Il faut aussi compter avec des situations surréalistes, comme ce mec que j'essayais de choper sur le toit d'un building et qui a couru tout droit jusqu'à tomber dans le vide... Le type s'est ramassé de plusieurs étages mais continuait à galoper comme un lapin au bas de l'immeuble, qu'il m'a d'ailleurs fallu redescendre entièrement pour pouvoir mettre un terme à sa cavale. Si ça c'est pas n'importe quoi...
Quant à l'ambiance, elle est tout aussi déplorable que le reste et se voit achevée par des tentatives d'humour désastreuses qui ne décrocheraient pas même un rictus à une chambrée de légionnaires bourrés.
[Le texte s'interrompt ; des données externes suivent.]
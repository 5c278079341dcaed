//! Reverse-dependency index: which source paths (templates, partials, data
//! files) a given page pulls in, and — inverted — which pages a given
//! dependency affects. The planner walks the inverted index to compute a
//! minimal rebuild set when a template or data file changes.

use crate::cache::store::Cacheable;
use crate::primitives::SourcePath;
use rustc_hash::{FxHashMap, FxHashSet};
use serde_json::Value;

#[derive(Debug, Clone, PartialEq)]
pub struct DependencyEntry {
    pub page: SourcePath,
    pub depends_on: Vec<SourcePath>,
}

impl Cacheable for DependencyEntry {
    fn to_cache_dict(&self) -> Value {
        serde_json::json!({
            "page": self.page.as_str(),
            "depends_on": self.depends_on.iter().map(SourcePath::as_str).collect::<Vec<_>>(),
        })
    }

    fn from_cache_dict(value: &Value) -> Result<Self, String> {
        let page = value.get("page").and_then(Value::as_str).ok_or("missing page")?;
        let depends_on = value
            .get("depends_on")
            .and_then(Value::as_array)
            .ok_or("missing depends_on")?
            .iter()
            .filter_map(Value::as_str)
            .map(SourcePath::new)
            .collect();
        Ok(DependencyEntry {
            page: SourcePath::new(page),
            depends_on,
        })
    }
}

#[derive(Default)]
pub struct DependencyGraph {
    forward: FxHashMap<SourcePath, FxHashSet<SourcePath>>,
    reverse: FxHashMap<SourcePath, FxHashSet<SourcePath>>,
}

impl DependencyGraph {
    pub fn from_entries(entries: Vec<DependencyEntry>) -> Self {
        let mut graph = Self::default();
        for entry in entries {
            graph.set(entry.page, entry.depends_on);
        }
        graph
    }

    pub fn into_entries(self) -> Vec<DependencyEntry> {
        self.forward
            .into_iter()
            .map(|(page, deps)| DependencyEntry {
                page,
                depends_on: deps.into_iter().collect(),
            })
            .collect()
    }

    pub fn set(&mut self, page: SourcePath, depends_on: Vec<SourcePath>) {
        if let Some(old) = self.forward.remove(&page) {
            for dep in &old {
                if let Some(pages) = self.reverse.get_mut(dep) {
                    pages.remove(&page);
                }
            }
        }
        for dep in &depends_on {
            self.reverse.entry(dep.clone()).or_default().insert(page.clone());
        }
        self.forward.insert(page, depends_on.into_iter().collect());
    }

    pub fn depends_on(&self, page: &SourcePath) -> impl Iterator<Item = &SourcePath> {
        self.forward.get(page).into_iter().flatten()
    }

    /// Every page that (directly) depends on `source`.
    pub fn dependents_of(&self, source: &SourcePath) -> impl Iterator<Item = &SourcePath> {
        self.reverse.get(source).into_iter().flatten()
    }

    /// Transitive closure of pages affected by a change to any path in
    /// `changed` — used by the planner to build the minimum rebuild set.
    pub fn affected_closure(&self, changed: &[SourcePath]) -> FxHashSet<SourcePath> {
        let mut result = FxHashSet::default();
        let mut stack: Vec<SourcePath> = changed.to_vec();
        while let Some(path) = stack.pop() {
            for dependent in self.dependents_of(&path) {
                if result.insert(dependent.clone()) {
                    stack.push(dependent.clone());
                }
            }
        }
        result
    }

    pub fn remove(&mut self, page: &SourcePath) {
        if let Some(old) = self.forward.remove(page) {
            for dep in &old {
                if let Some(pages) = self.reverse.get_mut(dep) {
                    pages.remove(page);
                }
            }
        }
    }
}

#[cfg(test)]
mod tests {
    use super::*;

    #[test]
    fn dependents_of_finds_direct_consumers() {
        let mut g = DependencyGraph::default();
        g.set(SourcePath::new("a.md"), vec![SourcePath::new("post.html")]);
        g.set(SourcePath::new("b.md"), vec![SourcePath::new("post.html")]);
        let dependents: FxHashSet<_> = g.dependents_of(&SourcePath::new("post.html")).cloned().collect();
        assert_eq!(dependents.len(), 2);
    }

    #[test]
    fn affected_closure_is_transitive() {
        let mut g = DependencyGraph::default();
        // base.html included by post.html included by a.md
        g.set(SourcePath::new("post.html"), vec![SourcePath::new("base.html")]);
        g.set(SourcePath::new("a.md"), vec![SourcePath::new("post.html")]);
        let closure = g.affected_closure(&[SourcePath::new("base.html")]);
        assert!(closure.contains(&SourcePath::new("post.html")));
        assert!(closure.contains(&SourcePath::new("a.md")));
    }

    #[test]
    fn set_replaces_old_edges() {
        let mut g = DependencyGraph::default();
        g.set(SourcePath::new("a.md"), vec![SourcePath::new("old.html")]);
        g.set(SourcePath::new("a.md"), vec![SourcePath::new("new.html")]);
        assert_eq!(g.dependents_of(&SourcePath::new("old.html")).count(), 0);
        assert_eq!(g.dependents_of(&SourcePath::new("new.html")).count(), 1);
    }

    #[test]
    fn roundtrip_entries() {
        let mut g = DependencyGraph::default();
        g.set(SourcePath::new("a.md"), vec![SourcePath::new("post.html")]);
        let entries = g.into_entries();
        let restored = DependencyGraph::from_entries(entries);
        assert_eq!(restored.depends_on(&SourcePath::new("a.md")).count(), 1);
    }
}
Je veux bien qu'on soit davantage là pour dessouder du malfrat que pour se payer une bonne tranche de rigolade, mais cette surenchère de vannes piteuses rend la progression définitivement insupportable.
Réalisation technique lamentable, réparties navrantes et jouabilité plus que hasardeuse, Die Hard a indiscutablement raté sa reconversion sur consoles et aurait dû rester ce qu'il était : un film. Car quoi qu'en disent certains fans perdant tout sens commun dès lors qu'ils aperçoivent leur idole, ce jeu, médiocre de bout en bout, n'est qu'un monumental échec.